Join table to maintain historical relationships

  • Hi All,

    I have a join table that in which I want to maintain historical relationships. Pardon my lack of keys, I am in proof of concept mode here.

    CREATE TABLE #TestJoin

    (

    Entity1 int,

    Entity2 varchar(1),

    EffectiveDate date

    )

    INSERT INTO #TestJoin VALUES( 1,'a','2012-05-30')

    INSERT INTO #TestJoin VALUES( 1,'b','2012-02-15')

    INSERT INTO #TestJoin VALUES( 1,'c','2012-02-03')

    INSERT INTO #TestJoin VALUES( 1,'d','2012-01-01')

    SELECT * FROM #TestJoin

    DROP TABLE #TestJoin

    In my reporting system I would like to retrieve data based on the relationship at a specific time.
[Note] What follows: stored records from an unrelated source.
impl KitchenBoard {
    pub fn new(api: Arc<dyn OrdersApi>, page_size: u32) -> Self {
        Self {
            api,
            page_size,
            state: RwLock::new(BoardState {
                orders: Vec::new(),
                highlighted: HashSet::new(),
                seen: HashSet::new(),
                notice: None,
            }),
        }
    }

    /// Rebuild the projection from the server's daily listing, paging
    /// until the final page.
    pub async fn refresh(&self) -> Result<(), ApiError> {
        let today = Utc::now().date_naive();
        let mut orders = Vec::new();
        let mut page = 0;
        loop {
            let batch = self.api.daily_orders(today, page, self.page_size).await?;
            orders.extend(batch.orders.into_iter().map(KitchenOrder::from));
            if batch.last {
                break;
            }
            page += 1;
        }
        debug!(orders = orders.len(), "board refreshed");
        let mut state = self.state.write().await;
        for order in &orders {
            state.seen.insert(order.order_code.clone());
        }
        state.orders = orders;
        Ok(())
    }

    /// React to a pushed order notification: highlight the order for
    /// [`HIGHLIGHT_TTL`] if its code was never seen before, and refetch
    /// the whole listing either way.
    ///
    /// Gating on the seen set keeps status-change pushes about orders
    /// already on the board from re-highlighting them, and guarantees at
    /// most one expiry task per code.
    pub async fn on_notification(self: &Arc<Self>, notification: OrderNotification) {
        info!(order = %notification.order_code, "order notification received");
        let first_sighting = {
            let mut state = self.state.write().await;
            let first_sighting = state.seen.insert(notification.order_code.clone());
            if first_sighting {
                state.highlighted.insert(notification.order_code.clone());
            }
            first_sighting
        };
        if first_sighting {
            let this = Arc::clone(self);
            let code = notification.order_code.clone();
            tokio::spawn(async move {
                tokio::time::sleep(HIGHLIGHT_TTL).await;
                this.state.write().await.highlighted.remove(&code);
            });
        }
        if let Err(err) = self.refresh().await {
            warn!(%err, "refetch after notification failed");
            self.state.write().await.notice = Some(format!("failed to refresh orders: {err}"));
        }
    }

    /// Move every item of an order to the status implied by the target
    /// lane.
    ///
    /// The projection is mutated before any network call so the display
    /// reacts instantly; if any of the per-item updates fails, the whole
    /// order is restored to its pre-drag state and a notice is left.
    pub async fn move_order(&self, order_code: &str, lane: KitchenLane) -> Result<(), BoardError> {
        let Some(target) = lane.target_status() else {
            self.state.write().await.notice =
                Some(BoardError::PendingLaneRejected.to_string());
            return Err(BoardError::PendingLaneRejected);
        };

        // Optimistic apply under the lock; snapshot for rollback.
        let snapshot: Vec<(i64, MenuStatus)> = {
            let mut state = self.state.write().await;
            let order = state
                .orders
                .iter_mut()
                .find(|order| order.order_code == order_code)
                .ok_or_else(|| BoardError::UnknownOrder(order_code.to_string()))?;
            let snapshot = order
                .items
                .iter()
                .map(|item| (item.order_menu_id, item.status))
                .collect();
            for item in order.items.iter_mut() {
                item.status = target;
            }
            snapshot
        };

        // One confirming call per item, including items already at the
        // target status.
        for (order_menu_id, _) in &snapshot {
            if let Err(err) = self
                .api
                .update_item_status(order_code, *order_menu_id, target)
                .await
            {
                warn!(order = order_code, menu = order_menu_id, %err, "order move failed, rolling back");
                self.rollback(order_code, &snapshot).await;
                let board_err = BoardError::UpdateFailed(err.to_string());
                self.state.write().await.notice = Some(board_err.to_string());
                return Err(board_err);
            }
        }
        Ok(())
    }

    /// Move a single item to the status implied by the target lane.
    ///
    /// Same optimistic-then-confirm shape as [`move_order`], scoped to
    /// one item. Dropping into the lane the item already maps to is a
    /// no-op with no network call.
    ///
    /// [`move_order`]: KitchenBoard::move_order
    pub async fn move_item(
        &self,
        order_code: &str,
        order_menu_id: i64,
        lane: KitchenLane,
    ) -> Result<(), BoardError> {
        let Some(target) = lane.target_status() else {
            self.state.write().await.notice =
                Some(BoardError::PendingLaneRejected.to_string());
            return Err(BoardError::PendingLaneRejected);
        };

        let previous = {
            let mut state = self.state.write().await;
            let order = state
                .orders
                .iter_mut()
                .find(|order| order.order_code == order_code)
                .ok_or_else(|| BoardError::UnknownOrder(order_code.to_string()))?;
            let item = order
                .items
                .iter_mut()
                .find(|item| item.order_menu_id == order_menu_id)
                .ok_or_else(|| BoardError::UnknownItem {
                    order_code: order_code.to_string(),
                    order_menu_id,
                })?;
            let previous = item.status;
            item.status = target;
            previous
        };
        if previous == target {
            return Ok(());
        }

        if let Err(err) = self
            .api
            .update_item_status(order_code, order_menu_id, target)
            .await
        {
            warn!(order = order_code, menu = order_menu_id, %err, "item move failed, rolling back");
            self.rollback(order_code, &[(order_menu_id, previous)]).await;
            let board_err = BoardError::UpdateFailed(err.to_string());
            self.state.write().await.notice = Some(board_err.to_string());
            return Err(board_err);
        }
        Ok(())
    }

    async fn rollback(&self, order_code: &str, snapshot: &[(i64, MenuStatus)]) {
        let mut state = self.state.write().await;
        let Some(order) = state
            .orders
            .iter_mut()
            .find(|order| order.order_code == order_code)
        else {
            return;
        };
        for (order_menu_id, status) in snapshot {
            if let Some(item) = order
                .items
                .iter_mut()
                .find(|item| item.order_menu_id == *order_menu_id)
            {
                item.status = *status;
            }
        }
    }

    /// Wire the board to a channel: every pushed notification for the
    /// merchant runs [`on_notification`].
    ///
    /// [`on_notification`]: KitchenBoard::on_notification
    pub async fn attach(
        self: &Arc<Self>,
        channel: &NotificationChannel,
        merchant_id: Option<u64>,
    ) -> SubscriptionToken {
        let this = Arc::clone(self);
        channel
            .subscribe_to_order_notifications(merchant_id, move |notification| {
                let board = Arc::clone(&this);
                tokio::spawn(async move {
                    board.on_notification(notification).await;
                });
            })
            .await
    }

    // === Read Accessors ===

    pub async fn orders(&self) -> Vec<KitchenOrder> {
        self.state.read().await.orders.clone()
    }

    /// Orders currently in one lane, in listing order.
    pub async fn lane(&self, lane: KitchenLane) -> Vec<KitchenOrder> {
        self.state
            .read()
            .await
            .orders
            .iter()
            .filter(|order| order.lane() == lane)
            .cloned()
            .collect()
    }

    pub async fn is_highlighted(&self, order_code: &str) -> bool {
        self.state.read().await.highlighted.contains(order_code)
    }

    /// Consume the pending user-visible notice, if any.
    pub async fn take_notice(&self) -> Option<String> {
        self.state.write().await.notice.take()
    }
}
    The following would return multiple records.

    DECLARE @ReportDate DATE

    SET @ReportDate = '2012-02-10'

    SELECT * FROM #TestJoin

    WHERE EffectiveDate > '2012-02-10'

    The desired logic would be to retrieve the record equal to @ReportDate or the most recent record older than @ReportDate.

    I thought a view with TOP 1 and an ORDER BY would work but it is not.

    I would like to use a view if possible since I would reference this table/view table frequently and I'd like to minimize the complexity to my report writers.

    I am stumped here.

  • Are you looking for something like this? Please note that you can't put my query in a view and pass it a parameter, but an inline table valued function can function as a dynamic view in that regard.

    CREATE TABLE dbo.TestJoin

    (

    Entity1 int,

    Entity2 varchar(1),

    EffectiveDate date

    );

    INSERT INTO dbo.TestJoin VALUES( 1,'a','2012-05-30');

    INSERT INTO dbo.TestJoin VALUES( 1,'b','2012-02-15');

    INSERT INTO dbo.TestJoin VALUES( 1,'c','2012-02-03');

    INSERT INTO dbo.TestJoin VALUES( 1,'d','2012-01-01');

    SELECT * FROM dbo.TestJoin;

    go

    CREATE FUNCTION dbo.EffectiveRecord(

    @ReportDate DATE

    )

    RETURNS TABLE WITH SCHEMABINDING

    AS RETURN (

    WITH BaseData AS (

    SELECT

    Entity1,

    Entity2,

    EffectiveDate,

    ROW_NUMBER() OVER (PARTITION BY Entity1 ORDER BY EffectiveDate ASC) rn

    FROM

    dbo.TestJoin

    WHERE

    EffectiveDate >= @ReportDate

    )

    SELECT

    Entity1,

    Entity2,

    EffectiveDate

    FROM

    BaseData

    WHERE

    rn = 1);

    go

    --DROP TABLE #TestJoin

    /*

    In my reporting system I would like to retrieve data based on the relationship at a specific time.

    The following would return multiple records.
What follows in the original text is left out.